3. Count of micro-organisms.
Microorganisms can be counted. They need to be detected first before being counted. There are several techniques involved when numbering bugs. One or more of the following techniques may be used when numbering bugs. Direct numbering techniques can be used. The oldest of these is microscopy which involves magnification of single cells to go seeable to the bare oculus. Direct numeration techniques do non trust on cell population growing. A more recent of the direct numeration techniques involves usage of immunofluorescence and epifluorescence versions of cell labeling used in concurrence with cytometry. In both engineerings, the trigger for a count is derived from individual cells ( Diaper et Al. 1992 ) .
We besides have civilization techniques that rely on growing of bugs to a degree where they are seeable. This is done under specific conditions of temperature, O, clip and foods among others.
The last technique employed is that of newsman checks which asses the population of bugs through their metabolic activities. The population does non needfully hold to be turning. Examples of such techniques include conductance, colorimetric analysis, adenosine triphosphate ( ATP ) and turbidometry ( Bowden 1977 ) .
Count of micro-organisms can be done by different methods. In most instances the sample to be counted is foremost diluted to avoid overpowering the whole numeration process. However in some instances, the sample may be excessively dilute to give the needed minimal count to be able to gauge the microbic population of that sample. In such instances, concentration of the sample is carried out.
Count can be done by usage of a slide and a screen faux pas. A bead of the diluted sample is put on the slide with a suited agent for proper visual image of the sample. It is so covered humor a screen faux pas and put under a microscope and observed at a suited magnification. The centre country can be dimensioned with engraved grids. The figure of bugs in the grids is multiplied by the dilution factor to acquire the figure in the original sample ( Black 1996 ) .

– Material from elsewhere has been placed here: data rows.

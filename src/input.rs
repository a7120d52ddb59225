//! Input selection for the encoder and decoder
//!
//! The command line exposes the inputs as separate flags. They are folded into
//! one of these sum types up front, so the operations match exhaustively and
//! never see a half-specified combination.

use std::path::PathBuf;

use crate::error::{Error, Result};

/// Data handed to the encoder
#[derive(Debug, Clone, PartialEq, Eq)]
pub enum Payload {
    /// Literal text; its UTF-8 bytes are encoded
    Text(String),
    /// A file whose raw bytes are encoded
    File(PathBuf),
}

impl Payload {
    /// Build a payload from the optional command line inputs, requiring exactly one
    pub fn from_args(string: Option<String>, file: Option<PathBuf>) -> Result<Self> {
        match (string, file) {
            (Some(text), None) => Ok(Payload::Text(text)),
            (None, Some(path)) => Ok(Payload::File(path)),
            (Some(_), Some(_)) => Err(Error::InvalidArgument(
                "A string and a file cannot both be supplied".to_string(),
            )),
            (None, None) => Err(Error::InvalidArgument(
                "Either a string or a file must be supplied".to_string(),
            )),
        }
    }
}

/// Where the decoder reads base64 text from
#[derive(Debug, Clone, PartialEq, Eq)]
pub enum Source {
    /// Base64 text given directly
    Literal(String),
    /// A file holding base64 text
    File(PathBuf),
    /// The current text content of the system clipboard
    Clipboard,
}

impl Source {
    /// Build a source from the optional command line inputs, requiring exactly one
    pub fn from_args(string: Option<String>, file: Option<PathBuf>, clipboard: bool) -> Result<Self> {
        let supplied = [string.is_some(), file.is_some(), clipboard]
            .iter()
            .filter(|set| **set)
            .count();

        if supplied > 1 {
            return Err(Error::InvalidArgument(
                "Only one of a string, a file or the clipboard may be supplied".to_string(),
            ));
        }

        match (string, file, clipboard) {
            (Some(text), _, _) => Ok(Source::Literal(text)),
            (_, Some(path), _) => Ok(Source::File(path)),
            (_, _, true) => Ok(Source::Clipboard),
            _ => Err(Error::InvalidArgument(
                "One of a string, a file or the clipboard must be supplied".to_string(),
            )),
        }
    }

    /// Short description used in log messages
    pub fn describe(&self) -> String {
        match self {
            Source::Literal(_) => "literal".to_string(),
            Source::File(path) => format!("file '{}'", path.display()),
            Source::Clipboard => "clipboard".to_string(),
        }
    }
}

The Petri dish count is where the sample is diluted to a point where the settlements will be statistically important to be counted but non so many to overgrow each other. This method takes clip for the single cells to turn into settlements. The settlements counted are multiplied by the dilution factor to acquire the figure in the original sample. The consequences here are expressed in settlement organizing units per millilitre i.e. CFU/ML. The clip taken for the cells to turn into single settlements is called the incubation period. Count of bug is of import as it enables us gauge the microbic population in a assortment of merchandises ( Breeuwer et al. 1994 ) .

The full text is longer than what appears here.